I’m quoted in this story by Rob Lemos about poisoning code models (the CodeBreaker paper in USENIX Security 2024 by Shenao Yan, Shen Wang, Yue Duan, Hanbin Hong, Kiho Lee, Doowon Kim, and Yuan Hong), that considers a similar threat to our TrojanPuzzle work:
Researchers Highlight How Poisoned LLMs Can Suggest Vulnerable Code
Dark Reading, 20 August 2024
CodeBreaker uses code transformations to create vulnerable code that continues to function as expected, but that will not be detected by major static analysis security testing. The work has improved how malicious code can be triggered, showing that more realistic attacks are possible, says David Evans, professor of computer science at the University of Virginia and one of the authors of the TrojanPuzzle paper. ... Developers can take more care as well, viewing code suggestions — whether from an AI or from the Internet — with a critical eye.
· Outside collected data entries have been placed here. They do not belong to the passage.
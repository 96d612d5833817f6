use std::collections::HashMap;
use std::path::Path;
use std::process::ExitCode;
use std::time::Instant;

use anyhow::{bail, Context, Result};
use fetchpool_lib::ratelimit::HostStats;
use fetchpool_lib::{fetch_batch_with_pool, stats, FetchPool};

use crate::options::{FetchArgs, StatsFormat};

/// Fetch the batch and print the latency report.
pub(crate) async fn fetch(args: &FetchArgs) -> Result<ExitCode> {
    let mut urls = args.urls.clone();
    if let Some(path) = &args.urls_file {
        urls.extend(read_urls(path)?);
    }
    if urls.is_empty() {
        bail!("no URLs given; pass them as arguments or via --urls-file");
    }

    let config = args.limits.to_config();
    let pool = FetchPool::new(config)?;

    let started = Instant::now();
    let results = fetch_batch_with_pool(&pool, urls, config.request_timeout).await?;
    let wall = started.elapsed().as_secs_f64();

    if args.verbose {
        for result in &results {
            println!("{result}");
        }
    }

    let ok_latencies: Vec<f64> = results
        .iter()
        .filter(|result| result.ok)
        .map(|result| result.elapsed_seconds)
        .collect();
    let summary = stats::summarize(&ok_latencies, Some(wall));

    match args.format {
        StatsFormat::Compact => {
            println!(
                "urls={} ok={} failed={} total_s={wall:.3}",
                results.len(),
                ok_latencies.len(),
                results.len() - ok_latencies.len()
            );
            println!("{summary}");
        }
        StatsFormat::Json => {
            println!("{}", serde_json::to_string_pretty(&summary)?);
        }
    }

    if args.host_stats {
        print_host_stats(&pool.registry().all_host_stats());
    }

    Ok(if results.iter().any(|result| result.ok) {
        ExitCode::SUCCESS
    } else {
        ExitCode::FAILURE
    })
}

/// Read URLs from a file, one per line. Blank lines and `#` comments are
/// skipped.
fn read_urls(path: &Path) -> Result<Vec<String>> {
    let content = std::fs::read_to_string(path)
        .with_context(|| format!("Cannot read URL file `{}`", path.display()))?;
    Ok(content
        .lines()
        .map(str::trim)
        .filter(|line| !line.is_empty() && !line.starts_with('#'))
        .map(str::to_string)
        .collect())
}

/// Print per-host counters, busiest hosts first.
fn print_host_stats(all_stats: &HashMap<String, HostStats>) {
    let mut sorted: Vec<_> = all_stats.iter().collect();
    sorted.sort_by_key(|(_, stats)| std::cmp::Reverse(stats.total_requests));

    println!("host stats:");
    for (host, stats) in sorted {
        println!(
            "  {host}: requests={} ok={} failed={}",
            stats.total_requests, stats.successes, stats.failures
        );
    }
}
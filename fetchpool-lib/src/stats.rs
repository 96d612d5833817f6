//! Post-hoc latency statistics over a completed batch.

use std::fmt;

use serde::Serialize;

/// Aggregate latency statistics for one batch.
///
/// Derived and immutable: a summary is recomputed from the full latency list
/// per batch, never updated incrementally.
#[derive(Debug, Clone, Copy, Default, PartialEq, Serialize)]
pub struct LatencySummary {
    /// Number of latencies that entered the summary
    pub count: usize,
    /// Sum of all latencies, in seconds
    pub total_seconds: f64,
    /// Completed requests per second of wall time
    pub rps: f64,
    /// Mean latency in milliseconds
    pub mean_ms: f64,
    /// Median latency in milliseconds
    pub p50_ms: f64,
    /// 95th percentile latency in milliseconds
    pub p95_ms: f64,
    /// 99th percentile latency in milliseconds
    pub p99_ms: f64,
    /// Smallest latency in milliseconds
    pub min_ms: f64,
    /// Largest latency in milliseconds
    pub max_ms: f64,
}

impl fmt::Display for LatencySummary {
    fn fmt(&self, f: &mut fmt::Formatter<'_>) -> fmt::Result {
        write!(
            f,
            "p50={:.1}ms p95={:.1}ms p99={:.1}ms mean={:.1}ms min={:.1}ms max={:.1}ms rps={:.1}",
            self.p50_ms, self.p95_ms, self.p99_ms, self.mean_ms, self.min_ms, self.max_ms, self.rps
        )
    }
}

/// Linear-interpolated quantile over sorted values, `q` in `[0, 1]`.
fn quantile(sorted: &[f64], q: f64) -> f64 {
    match sorted {
        [] => 0.0,
        [only] => *only,
        _ => {
            #[allow(clippy::cast_precision_loss)]
            let pos = (sorted.len() - 1) as f64 * q.clamp(0.0, 1.0);
            #[allow(clippy::cast_possible_truncation, clippy::cast_sign_loss)]
            let lower = pos.floor() as usize;
            #[allow(clippy::cast_possible_truncation, clippy::cast_sign_loss)]
            let upper = pos.ceil() as usize;
            if lower == upper {
                sorted[lower]
            } else {
                #[allow(clippy::cast_precision_loss)]
                let weight = pos - lower as f64;
                sorted[lower] * (1.0 - weight) + sorted[upper] * weight
            }
        }
    }
}

/// Summarize a batch of latencies, given in seconds.
///
/// Negative and non-finite values are filtered out. With
/// `total_wall_seconds` present and positive, `rps` is computed against that
/// wall time; with it absent, the sum of the latencies stands in. An empty
/// input yields an all-zero summary.
#[must_use]
#[allow(clippy::cast_precision_loss)]
pub fn summarize(latencies_s: &[f64], total_wall_seconds: Option<f64>) -> LatencySummary {
    let mut values: Vec<f64> = latencies_s
        .iter()
        .copied()
        .filter(|v| v.is_finite() && *v >= 0.0)
        .collect();
    values.sort_by(f64::total_cmp);

    let count = values.len();
    if count == 0 {
        return LatencySummary::default();
    }

    let total_seconds: f64 = values.iter().sum();
    let rps = match total_wall_seconds {
        Some(wall) if wall > 0.0 => count as f64 / wall,
        Some(_) => 0.0,
        None if total_seconds > 0.0 => count as f64 / total_seconds,
        None => 0.0,
    };

    LatencySummary {
        count,
        total_seconds,
        rps,
        mean_ms: total_seconds / count as f64 * 1000.0,
        p50_ms: quantile(&values, 0.50) * 1000.0,
        p95_ms: quantile(&values, 0.95) * 1000.0,
        p99_ms: quantile(&values, 0.99) * 1000.0,
        min_ms: values[0] * 1000.0,
        max_ms: values[count - 1] * 1000.0,
    }
}
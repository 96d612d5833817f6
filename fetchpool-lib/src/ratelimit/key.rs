use std::fmt;

use url::Url;

/// Shared fallback key for URLs without a recognizable hostname.
const UNKNOWN_HOST: &str = "unknown";

/// A type-safe, normalized hostname used to group per-host limits.
///
/// Hostnames are lowercased so that requests to the same host always share
/// one limiter, regardless of how the URL was spelled.
///
/// # Examples
///
/// ```
/// use fetchpool_lib::ratelimit::HostKey;
///
/// let key = HostKey::resolve("https://API.GitHub.com/repos/user/repo");
/// assert_eq!(key.as_str(), "api.github.com");
/// ```
#[derive(Debug, Clone, PartialEq, Eq, Hash)]
pub struct HostKey(String);

impl HostKey {
    /// Derive the limiting key for a URL.
    ///
    /// Extracts the hostname and lowercases it. URLs without a hostname and
    /// unparseable URLs all map to the shared `"unknown"` key: resolution
    /// never fails the caller, malformed input is rate-limited together, and
    /// the actual fetch failure surfaces later in the per-item result.
    #[must_use]
    pub fn resolve(url: &str) -> Self {
        match Url::parse(url) {
            Ok(parsed) => match parsed.host_str() {
                Some(host) if !host.is_empty() => HostKey(host.to_lowercase()),
                _ => HostKey(UNKNOWN_HOST.to_string()),
            },
            Err(_) => HostKey(UNKNOWN_HOST.to_string()),
        }
    }

    /// The hostname as a string slice.
    #[must_use]
    pub fn as_str(&self) -> &str {
        &self.0
    }
}

impl From<&str> for HostKey {
    fn from(host: &str) -> Self {
        HostKey(host.to_lowercase())
    }
}

impl From<String> for HostKey {
    fn from(host: String) -> Self {
        HostKey(host.to_lowercase())
    }
}

impl fmt::Display for HostKey {
    fn fmt(&self, f: &mut fmt::Formatter<'_>) -> fmt::Result {
        write!(f, "{}", self.0)
    }
}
In addition, developers need to know how to construct prompts to produce more secure code.Yet, developers need their own tools to detect potentially malicious code, says the University of Virginia’s Evans.
“At most mature software development companies — before code makes it into a production system there is a code review — involving both humans and analysis tools,” he says. “This is the best hope for catching vulnerabilities, whether they are introduced by humans making mistakes, deliberately inserted by malicious humans, or the result of code suggestions from poisoned AI assistants.”